Je le tenais entre mes mains, ne croyant pas à mon bonheur.
Je regardais cette petite chose si fragile, que j'avais faite moi-même.
Elle se tenait là, confiante, la respiration paisible et régulière, en plissant de temps en temps ses yeux si petits mais qui lui mangeaient tout le visage. A en croire certains, j'avais des yeux juste comme ceux-là, ronds et curieux, toujours ouverts à leur maximum. Et voilà que je tenais à mon tour un bébé qui me regardait avec ces yeux ronds, tout écarquillés, des yeux qui me disaient "tu sais tout faire, toi"

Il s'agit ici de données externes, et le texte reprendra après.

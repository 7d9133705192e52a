use async_trait::async_trait;
use redis::aio::MultiplexedConnection;
use redis::{RedisError, Value};
use std::sync::Arc;
use std::time::Duration;
use tracing::{debug, info};

use super::wire;
use crate::bus::stream::{
    Connector, GroupStatus, PendingEntry, StreamBatch, StreamClient, StreamError,
};

/// Redis Streams client over a single multiplexed connection
///
/// Redis answers a connection's commands in order, so an `XREADGROUP ...
/// BLOCK` parks everything queued behind it. The stream adapter issues
/// blocking reads only on a connection leased for that one reader.
pub struct RedisStreamClient {
    conn: MultiplexedConnection,
}

impl RedisStreamClient {
    pub fn new(conn: MultiplexedConnection) -> Self {
        Self { conn }
    }
}

/// Map a Redis error onto the adapter's recovery classes
pub fn classify(err: &RedisError) -> StreamError {
    let text = err.to_string();
    if text.to_ascii_lowercase().contains("max number of clients") {
        StreamError::ResourceExhausted(text)
    } else if err.is_connection_refusal() || err.is_connection_dropped() {
        StreamError::ConnectionRefused(text)
    } else {
        StreamError::Other(text)
    }
}

#[async_trait]
impl StreamClient for RedisStreamClient {
    async fn append(
        &self,
        stream: &str,
        fields: &[(&str, &[u8])],
        max_len: usize,
    ) -> Result<String, StreamError> {
        let mut cmd = redis::cmd("XADD");
        cmd.arg(stream).arg("MAXLEN").arg("~").arg(max_len).arg("*");
        for (key, value) in fields {
            cmd.arg(*key).arg(*value);
        }

        let mut conn = self.conn.clone();
        let id: String = cmd.query_async(&mut conn).await.map_err(|e| classify(&e))?;
        Ok(id)
    }

    async fn create_group(
        &self,
        stream: &str,
        group: &str,
        start_id: &str,
    ) -> Result<GroupStatus, StreamError> {
        let mut conn = self.conn.clone();
        let result: Result<(), RedisError> = redis::cmd("XGROUP")
            .arg("CREATE")
            .arg(stream)
            .arg(group)
            .arg(start_id)
            .arg("MKSTREAM")
            .query_async(&mut conn)
            .await;

        match result {
            Ok(()) => {
                info!("Created consumer group {} on {} at {}", group, stream, start_id);
                Ok(GroupStatus::Created)
            }
            Err(e) if e.code() == Some("BUSYGROUP") => {
                debug!("Consumer group {} already exists on {}", group, stream);
                Ok(GroupStatus::AlreadyExists)
            }
            Err(e) => Err(classify(&e)),
        }
    }

    async fn read_group(
        &self,
        stream: &str,
        group: &str,
        consumer: &str,
        count: usize,
        block: Option<Duration>,
    ) -> Result<StreamBatch, StreamError> {
        let mut cmd = redis::cmd("XREADGROUP");
        cmd.arg("GROUP").arg(group).arg(consumer).arg("COUNT").arg(count);
        if let Some(block) = block {
            cmd.arg("BLOCK").arg(block.as_millis() as u64);
        }
        cmd.arg("STREAMS").arg(stream).arg(">");

        let mut conn = self.conn.clone();
        let reply: Value = cmd.query_async(&mut conn).await.map_err(|e| classify(&e))?;
        Ok(wire::parse_read_reply(reply))
    }

    async fn ack(&self, stream: &str, group: &str, ids: &[String]) -> Result<u64, StreamError> {
        if ids.is_empty() {
            return Ok(0);
        }

        let mut conn = self.conn.clone();
        let acked: u64 = redis::cmd("XACK")
            .arg(stream)
            .arg(group)
            .arg(ids)
            .query_async(&mut conn)
            .await
            .map_err(|e| classify(&e))?;
        Ok(acked)
    }

    async fn pending(
        &self,
        stream: &str,
        group: &str,
        count: usize,
    ) -> Result<Vec<PendingEntry>, StreamError> {
        let mut conn = self.conn.clone();
        let reply: Value = redis::cmd("XPENDING")
            .arg(stream)
            .arg(group)
            .arg("-")
            .arg("+")
            .arg(count)
            .query_async(&mut conn)
            .await
            .map_err(|e| classify(&e))?;

        let (entries, _skipped) = wire::parse_pending(reply);
        Ok(entries)
    }

    async fn claim(
        &self,
        stream: &str,
        group: &str,
        consumer: &str,
        min_idle: Duration,
        ids: &[String],
    ) -> Result<StreamBatch, StreamError> {
        if ids.is_empty() {
            return Ok(StreamBatch::default());
        }

        let mut conn = self.conn.clone();
        let reply: Value = redis::cmd("XCLAIM")
            .arg(stream)
            .arg(group)
            .arg(consumer)
            .arg(min_idle.as_millis() as u64)
            .arg(ids)
            .query_async(&mut conn)
            .await
            .map_err(|e| classify(&e))?;
        Ok(wire::parse_entries(reply))
    }
}

/// Opens multiplexed Redis connections for the pool
#[derive(Debug, Default, Clone)]
pub struct RedisConnector;

#[async_trait]
impl Connector for RedisConnector {
    async fn connect(&self, url: &str) -> Result<Arc<dyn StreamClient>, StreamError> {
        let client = redis::Client::open(url).map_err(|e| classify(&e))?;
        let conn = client
            .get_multiplexed_async_connection()
            .await
            .map_err(|e| classify(&e))?;
        Ok(Arc::new(RedisStreamClient::new(conn)))
    }
}

#[cfg(test)]
mod tests {
    use super::*;
    use redis::ErrorKind;

    #[test]
    fn test_classifies_connection_limit() {
        let err = RedisError::from((
            ErrorKind::ResponseError,
            "An error was signalled by the server",
            "ERR max number of clients reached".to_string(),
        ));
        assert!(matches!(classify(&err), StreamError::ResourceExhausted(_)));
    }

    #[test]
    fn test_classifies_refused_connection() {
        let io = std::io::Error::new(std::io::ErrorKind::ConnectionRefused, "refused");
        let err = RedisError::from(io);
        assert!(matches!(classify(&err), StreamError::ConnectionRefused(_)));
    }

    #[test]
    fn test_other_errors_are_transient() {
        let err = RedisError::from((ErrorKind::TypeError, "unexpected reply type"));
        assert!(matches!(classify(&err), StreamError::Other(_)));
    }
}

Je me replongeais dans mon passé, dans ma tendre enfance baignée par mes jeux avec mon frère et les dessins animés qu'on regardait tous les deux. On m'appelait "garçon manqué", toujours en short, des bleus et des croûtes de bobos plein les jambes. Puis le garçon manqué est devenu jeune fille, incertaine de ce qu'elle voulait que le monde soit, et certaine de pouvoir l'obtenir. Puis la jeune fille est devenue jeune femme, consciente qu'on fait tout avec de la douceur, enfin presque tout. Tout le monde voyait le garçon manqué s'éloigner, peut-être certains le regrettaient-ils? La jeune femme donna jour à une petite graine de fillette, cette petite Inès qui reposait contre son sein, qui ouvrait grand les yeux comme pour mémoriser sa Maman, sa Maman qui ne pouvait croire qu'elle était Maman.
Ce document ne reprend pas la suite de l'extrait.